In 1844 Hartmann was promoted to lieutenant colonel. After the Crown Prince became King Maximilian II in 1848 he was named a personal aide-de-camp to the King and promoted to colonel. In June 1849 he was promoted to major general and given command of a brigade in the 2nd Royal Bavarian Division. In 1852 he once more became a personal aide-de-camp to the King. In 1855 he once more commanded a brigade in the 2nd Division.

Hartmann was promoted to lieutenant-general in 1861 and given command of the garrison at Würzburg. During the Austro-Prussian War Bavaria joined the Austrian side and Hartmann commanded the 4th Royal Bavarian Division in engagements against the Prussians at Rossdorf and Hettstadt. After the defeat of Austria and its allies, Hartmann was retained in his command. In January 1869 Hartmann was promoted to General der Infanterie.

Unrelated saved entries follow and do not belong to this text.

/// Port the game server listens on in development builds.
pub const DEV_PORT: u16 = 3000;

/// Period of one replay tick.
pub const MS_PER_FRAME: i64 = 50;

/// Largest replay log accepted for local playback.
pub const MAX_REPLAY_BYTES: usize = 100 * 1024 * 1024;

/// Speed a remote replay is reset to when the service announces `Start`.
pub const DEFAULT_REPLAY_SPEED: f64 = 10.0;

/// Delay before the client retries a dropped connection.
pub const RECONNECT_DELAY_MS: u64 = 1000;

pub const WS_PATH: &str = "/ws";
pub const REPLAY_PATH: &str = "/replay";
pub const TEAMS_PATH: &str = "/api/teams";
pub const CREATE_TEAM_PATH: &str = "/api/create-team";
pub const STOPS_PATH: &str = "/api/stops";
pub const PING_PATH: &str = "/api/ping";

When the Franco-Prussian War broke out, Bavaria fought on the side of its erstwhile enemy Prussia. Hartmann was given command of the II. Bavarian Army Corps, which was together with its sister Corps - I. Bavarian Army Corps under von der Tann - part of the III Army, led by the Crown Prince of Prussia. Hartmann lead the II Corps in the battles of Wissembourg, Wörth and Sedan. When the German armies neared Paris he fought in engagements at Corbeil, Bourg-la-Reine, Petit-Bicètre and Moulin de la Tour. On 19 September 1870 Hartmann defeated General Ducrot in an engagement at Sceaux.

In July 1871 he was further ennobled a Freiherr. After the end of the war he kept command of his corps until his death.